Canadian securities regulators have finalized rules mandating that all firms use the Ombudsman for Banking Services and Investments (OBSI) to resolve client disputes. They also announced a new oversight framework for OBSI.
The Canadian Securities Administrators (CSA) today published final amendments to National Instrument 31-103 Registration Requirements, Exemptions and Ongoing Registrant Obligations that will require all registered dealers and advisors to use OBSI.
Currently, only firms that belong to the Investment Industry Regulatory Organization of Canada (IIROC) and the Mutual Fund Dealers Association of Canada (MFDA) are required to use OBSI, the CSA’s amendments will extend that requirement to other sorts of firms, such as exempt market dealers (EMDs) and portfolio managers.
The CSA says that mandating the use of OBSI as an independent dispute resolution service “is an important component of the CSA’s investor protection framework”, noting that all registered firms will now face the same requirement. Fund managers are only subject to the amendments if they also operate under a dealer or adviser registration.
“Our purpose in making the amendments is to ensure the independence of dispute resolution and mediation services, and consistency in expectations and outcomes for those services, while also setting reasonable limits on the complaints that will be eligible to be considered by an independent service paid for by a registered dealer or adviser,” the CSA says in its rule notice; adding that this means complaints will be handled to a uniform standard, and that investors will know whom they should contact with complaints.
“We believe that designating [OBSI] as the common service provider for these purposes will be in the best interests of both investors and registrants,” it says.
At the same time, the CSA is also pledging to step up its oversight of the ombudservice, which has faced increased criticism from both the investment industry and investor advocates in recent years. The CSA announced that it has entered into a memorandum of understanding (MOU) with OBSI that creates a new oversight framework for the dispute resolution service; and, it has established a joint CSA committee to facilitate this stepped-up oversight.
The oversight framework aims to ensure that OBSI meets the CSA’s standards in areas such as governance; independence, standards of fairness; timeliness; fees and costs; resources; accessibility; systems and controls; methodologies for dispute resolution; transparency of material changes to OBSI’s operations; and, information sharing with the CSA. The MOU replaces the oversight framework adopted by the CSA in August 2007.
The CSA notes that it intends to review OBSI’s model for setting fees within two years, after it has developed some practical experience with its expanded mandate. “We intend to ensure that fees are set fairly across categories of registered dealer and registered adviser,” it says.

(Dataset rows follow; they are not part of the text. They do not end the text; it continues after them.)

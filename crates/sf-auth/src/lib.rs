//! # sf-auth
//!
//! Authentication for the busbar Salesforce database adapter.
//!
//! ## Security
//!
//! - Sensitive data (tokens, secrets, passwords) are redacted in Debug output
//! - Tracing spans skip credential parameters
//! - A rejected password is not retried with the same credentials for five
//!   minutes, so a bad configuration cannot lock the account
//!
//! ## Model
//!
//! An [`AuthenticationProvider`] maps connection aliases to token slots.
//! Each slot has an [`Authenticator`] ([`PasswordAuth`] or
//! [`StaticTokenAuth`]) and the cached [`AuthToken`]. Cursors get an
//! [`AuthHandle`] and call `token()`; on an invalid-session response they
//! call `reauthenticate()` once.
//!
//! ## Example
//!
//! ```rust,ignore
//! use std::sync::Arc;
//! use busbar_sf_auth::{AuthenticationProvider, ConnectionSettings, PasswordAuth};
//!
//! let provider = AuthenticationProvider::new();
//! let auth = PasswordAuth::new(ConnectionSettings::from_env()?)?;
//! let handle = provider.register("default", Arc::new(auth));
//! let token = handle.token().await?;
//! println!("{}", token.instance_url());
//! ```

mod error;
mod password;
mod provider;
mod settings;
mod static_token;
mod token;

pub use error::{Error, ErrorKind, Result};
pub use password::{PasswordAuth, TokenResponse, FAILED_LOGIN_COOLDOWN};
pub use provider::{AuthHandle, AuthenticationProvider, Authenticator};
pub use settings::ConnectionSettings;
pub use static_token::StaticTokenAuth;
pub use token::AuthToken;

/// Default Salesforce login URL for production.
pub const PRODUCTION_LOGIN_URL: &str = "https://login.salesforce.com";

/// Default Salesforce login URL for sandbox.
pub const SANDBOX_LOGIN_URL: &str = "https://test.salesforce.com";
//! Security utilities for building SOQL text and REST URLs.
//!
//! ## SOQL literals
//!
//! Every value placed inside a SOQL string literal goes through
//! [`soql::quote_string`]. Only the two escape sequences `\\` and `\'` are
//! produced, which are the ones the query splitter accepts inside literals.
//!
//! ```rust
//! use busbar_sf_client::security::soql;
//!
//! let literal = soql::quote_string("O'Brien");
//! assert_eq!(literal, r"'O\'Brien'");
//! ```
//!
//! ## URL path segments
//!
//! Record IDs and object names are validated before they become part of a path:
//!
//! ```rust
//! use busbar_sf_client::security::url;
//!
//! assert_eq!(
//!     url::sobject_path("Account", "001000000000001AAA"),
//!     Some("sobjects/Account/001000000000001AAA".to_string())
//! );
//! assert_eq!(url::sobject_path("Account", "../../etc"), None);
//! ```

/// SOQL escaping utilities for injection prevention.
pub mod soql {
    /// Escape a string value for use inside a SOQL string literal.
    ///
    /// Single quotes become `\'` and backslashes become `\\`. Everything
    /// else, control characters included, is kept verbatim.
    #[must_use]
    pub fn escape_string(value: &str) -> String {
        let mut escaped = String::with_capacity(value.len() + 8);
        for ch in value.chars() {
            match ch {
                '\'' => escaped.push_str("\\'"),
                '\\' => escaped.push_str("\\\\"),
                _ => escaped.push(ch),
            }
        }
        escaped
    }

    /// Escape a value and wrap it in single quotes.
    #[must_use]
    pub fn quote_string(value: &str) -> String {
        format!("'{}'", escape_string(value))
    }

    /// Validate that a field name contains only safe characters.
    ///
    /// Field names should only contain alphanumeric characters, underscores,
    /// and the `__c` / `__r` suffixes for custom fields/relationships.
    ///
    /// # Example
    ///
    /// ```rust
    /// use busbar_sf_client::security::soql;
    ///
    /// assert!(soql::is_safe_field_name("Account"));
    /// assert!(soql::is_safe_field_name("Custom_Field__c"));
    /// assert!(!soql::is_safe_field_name("Bad'; DROP TABLE--"));
    /// ```
    #[must_use]
    pub fn is_safe_field_name(name: &str) -> bool {
        let mut chars = name.chars();
        match chars.next() {
            Some(first) if first.is_ascii_alphabetic() => {}
            _ => return false,
        }
        chars.all(|ch| ch.is_ascii_alphanumeric() || ch == '_')
    }

    /// Validate that a SObject name is safe.
    ///
    /// SObject names follow the same rules as field names.
    #[must_use]
    pub fn is_safe_sobject_name(name: &str) -> bool {
        is_safe_field_name(name)
    }
}

/// URL encoding utilities for parameter safety.
pub mod url {
    /// URL-encode a parameter value.
    #[must_use]
    pub fn encode_param(value: &str) -> String {
        urlencoding::encode(value).into_owned()
    }

    /// Validate that a Salesforce ID has the correct format.
    ///
    /// Salesforce IDs are either 15 or 18 characters and contain only
    /// alphanumeric characters.
    #[must_use]
    pub fn is_valid_salesforce_id(id: &str) -> bool {
        let len = id.len();
        (len == 15 || len == 18) && id.chars().all(|c| c.is_ascii_alphanumeric())
    }

    /// Build a safe SObject URL path, relative to the REST API root.
    ///
    /// Returns `None` when either the object name or the ID is malformed.
    #[must_use]
    pub fn sobject_path(sobject: &str, id: &str) -> Option<String> {
        use super::soql::is_safe_sobject_name;

        if !is_safe_sobject_name(sobject) || !is_valid_salesforce_id(id) {
            return None;
        }
        Some(format!("sobjects/{}/{}", sobject, id))
    }
}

The amendments announced today come into force May 1, 2014, and provides a three-month transition period, meaning that firms who are not currently OBSI members must comply with the amendments by August 1, 2014.
The requirement that all investment firms join OBSI comes at the same time as the service is embarking on an ambitious effort to step up its productivity, and clear a long-standing backlog of investment complaints. (See Investment Executive, OBSI to place greater pressure on firms, January 2014).
“Mandating all registered dealers and advisers to offer dispute resolution services through OBSI is in the best interest of both investors and registrants. Customer complaints will be held to an independent and uniform standard that will establish a level playing field in terms of service levels, costs and outcomes,” said Bill Rice, chair of the CSA and chair and CEO of the Alberta Securities Commission (ASC).
These amendments do not apply in Québec where the Autorité des marchés financiers (AMF) already provides a mediation service to clients of all registered dealers and advisers. The Quebec regime will remain unchanged.
OBSI notes the CSA plans will more than double its membership to almost 1,600 firms, and it pledges to follow a fair, transparent process for setting fees and allocating costs across to its expanded membership.
“In determining membership fees, we build on the principle that no sector or registrant category should subsidize another,” it says. “Each member only pays for the costs associated with resolving their membership category’s complaints, along with their category’s share of administration and overhead costs.”
OBSI says that, in consultation with the CSA, it has established a fee of $165 per registered rep for a new membership category that includes the firms captured by the CSA’s latest amendments. The existing fee models for firms that are already required to use OBSI is unchanged, it notes, and scholarship plan dealers that are already voluntary members of OBSI will have a two-year transition from their existing fee structure to the new model.
OBSI stresses that it is “committed to working closely and collaboratively with all incoming participating firms, and their industry associations, to ensure the transition to mandatory membership in OBSI goes smoothly.”
Separately, it also announced that its board has approved changes to its terms of reference (ToR), such as giving up its ability to investigate systemic issues on the investment side and referring complaints involving segregated funds to the insurance industry ombudservice, among various other changes.